Del poder a la desconexión: repensar el peronismo ante los desafíos actuales
En su análisis publicado en el blog Restaurar, Miguel Saredi reflexiona sobre una crisis profunda en el peronismo, caracterizada como una brecha entre el discurso político y la realidad cotidiana, y señala la necesidad urgente de volver a centrar el proyecto en la producción, el trabajo y la justicia social.
Por: Miguel Saredi – Ex Diputado Nacional – Afiliado PJ Provincia de Buenos Aires
En el actual contexto político nacional, el peronismo enfrenta, según Saredi, una encrucijada histórica que trasciende las cuestiones electorales y de liderazgo para poner en tensión la relación entre su relato y la vida real de millones de argentinos. La nota “Milei o la política como escena, ruptura y revancha”, publicada en restaurarg.blogspot.com, aporta claves para entender esta coyuntura, destacando que la política actual tiende a ser una “escena” más que una gestión efectiva.
Este fenómeno, afirma el autor, se refleja en un giro del peronismo desde su eje histórico —centrado en el trabajo, la producción y la movilidad social— hacia una agenda predominantemente cultural, lo que debilitó su identidad política. Se consolidó así “una fractura silenciosa entre relato y experiencia”, que distanció la palabra política del día a día de sus bases.
Durante el kirchnerismo, si bien se lograron avances en derechos y se fortalecieron debates simbólicos, Saredi advierte que estos no alcanzaron para atender las urgencias materiales, y la alianza con sectores mediáticos y culturales terminó alejando al peronismo de amplios sectores populares. Mientras el discurso se sofisticaba, “la inflación devoraba salarios” y la estructura productiva quedaba debilitada, acentuando el desequilibrio entre relato y realidad.
Este desencuentro erosionó la credibilidad del movimiento y abrió espacio a discursos críticos como los de Javier Milei, quien ganó legitimidad apelando a una impugnación moral del sistema político al señalar: “Ustedes son los responsables del desastre”.
La coyuntura muestra no solo un desgaste electoral sino un agotamiento conceptual: cuando un proyecto político carece de un horizonte económico concreto, pierde su esencia.
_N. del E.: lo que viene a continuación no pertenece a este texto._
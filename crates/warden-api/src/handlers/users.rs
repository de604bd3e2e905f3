// SPDX-License-Identifier: PolyForm-Noncommercial-1.0.0
// Copyright (c) 2025 Sylvex. All rights reserved.

//! User management handlers.

use axum::body::Bytes;
use axum::extract::{Path, State};
use serde_json::{json, Value};
use warden_core::{Operation, ResourceType};

use crate::error::ApiResult;
use crate::extractors::BearerToken;
use crate::gateway::Outcome;
use crate::state::AppState;

/// GET /users
pub async fn list_users(
    State(state): State<AppState>,
    BearerToken(token): BearerToken,
) -> ApiResult<Outcome> {
    Ok(state
        .gateway()
        .handle(&token, ResourceType::User, Operation::List, &Value::Null)
        .await?)
}

/// POST /users
pub async fn create_user(
    State(state): State<AppState>,
    BearerToken(token): BearerToken,
    body: Bytes,
) -> ApiResult<Outcome> {
    Ok(state
        .gateway()
        .handle_body(&token, ResourceType::User, Operation::Create, None, &body)
        .await?)
}

/// PUT /users/{id}
pub async fn update_user(
    State(state): State<AppState>,
    BearerToken(token): BearerToken,
    Path(id): Path<String>,
    body: Bytes,
) -> ApiResult<Outcome> {
    Ok(state
        .gateway()
        .handle_body(&token, ResourceType::User, Operation::Update, Some(&id), &body)
        .await?)
}

/// DELETE /users/{id}
pub async fn delete_user(
    State(state): State<AppState>,
    BearerToken(token): BearerToken,
    Path(id): Path<String>,
) -> ApiResult<Outcome> {
    Ok(state
        .gateway()
        .handle(&token, ResourceType::User, Operation::Delete, &json!({ "id": id }))
        .await?)
}
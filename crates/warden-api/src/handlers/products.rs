// SPDX-License-Identifier: PolyForm-Noncommercial-1.0.0
// Copyright (c) 2025 Sylvex. All rights reserved.

//! Product handlers.
//!
//! Every handler forwards to the gateway, which authenticates, authorizes
//! and validates before touching the store. Bodies are passed through
//! undecoded so a malformed body never hides a 401 or 403.

use axum::body::Bytes;
use axum::extract::{Path, State};
use serde_json::{json, Value};
use warden_core::{Operation, ResourceType};

use crate::error::ApiResult;
use crate::extractors::BearerToken;
use crate::gateway::Outcome;
use crate::state::AppState;

/// GET /products
pub async fn list_products(
    State(state): State<AppState>,
    BearerToken(token): BearerToken,
) -> ApiResult<Outcome> {
    let outcome = state
        .gateway()
        .handle(&token, ResourceType::Product, Operation::List, &Value::Null)
        .await?;
    Ok(outcome)
}

/// POST /products
pub async fn create_product(
    State(state): State<AppState>,
    BearerToken(token): BearerToken,
    body: Bytes,
) -> ApiResult<Outcome> {
    let outcome = state
        .gateway()
        .handle_body(&token, ResourceType::Product, Operation::Create, None, &body)
        .await?;
    Ok(outcome)
}

/// GET /products/{id}
pub async fn get_product(
    State(state): State<AppState>,
    BearerToken(token): BearerToken,
    Path(id): Path<String>,
) -> ApiResult<Outcome> {
    let outcome = state
        .gateway()
        .handle(&token, ResourceType::Product, Operation::Read, &json!({ "id": id }))
        .await?;
    Ok(outcome)
}

/// PUT /products/{id}
pub async fn update_product(
    State(state): State<AppState>,
    BearerToken(token): BearerToken,
    Path(id): Path<String>,
    body: Bytes,
) -> ApiResult<Outcome> {
    let outcome = state
        .gateway()
        .handle_body(&token, ResourceType::Product, Operation::Update, Some(&id), &body)
        .await?;
    Ok(outcome)
}

/// DELETE /products/{id}
pub async fn delete_product(
    State(state): State<AppState>,
    BearerToken(token): BearerToken,
    Path(id): Path<String>,
) -> ApiResult<Outcome> {
    let outcome = state
        .gateway()
        .handle(&token, ResourceType::Product, Operation::Delete, &json!({ "id": id }))
        .await?;
    Ok(outcome)
}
Sin embargo, Saredi resalta la fortaleza histórica del peronismo: su capacidad para mutar y adaptarse a nuevos contextos.
Desde esta perspectiva, la crisis actual es también una oportunidad para reconstruir un peronismo con identidad nacional, productiva y soberana; que recupere su esencia sin quedar atrapado en agendas que desplazan la centralidad del desarrollo económico sostenible.
En esa reconstrucción, el trabajo, la industria y la generación de riqueza deben volver al centro del proyecto. No se trata de abandonar la agenda de derechos, sino de entender que sin desarrollo económico continuo es imposible alcanzar justicia social auténtica. La desconexión entre política y realidad material es la que limita la capacidad transformadora del movimiento.
Políticamente, la construcción de una alternativa competitiva frente a la oposición de figuras como Javier Milei implicará revisar prioridades, especialmente para sectores como La Cámpora y otros del justicialismo. La disputa será menos jurídica y más una batalla por la percepción social, en la que sin resultados económicos concretos los discursos simbólicos difícilmente perduren.
Como conclusión, Saredi retoma un principio fundamental: “sin producción no hay Nación, y sin trabajo no hay justicia social”. La dominación del relato puede ordenar temporalmente la escena política, pero solo la transformación real de las condiciones de vida permitirá construir un futuro solidario y próspero para la Argentina.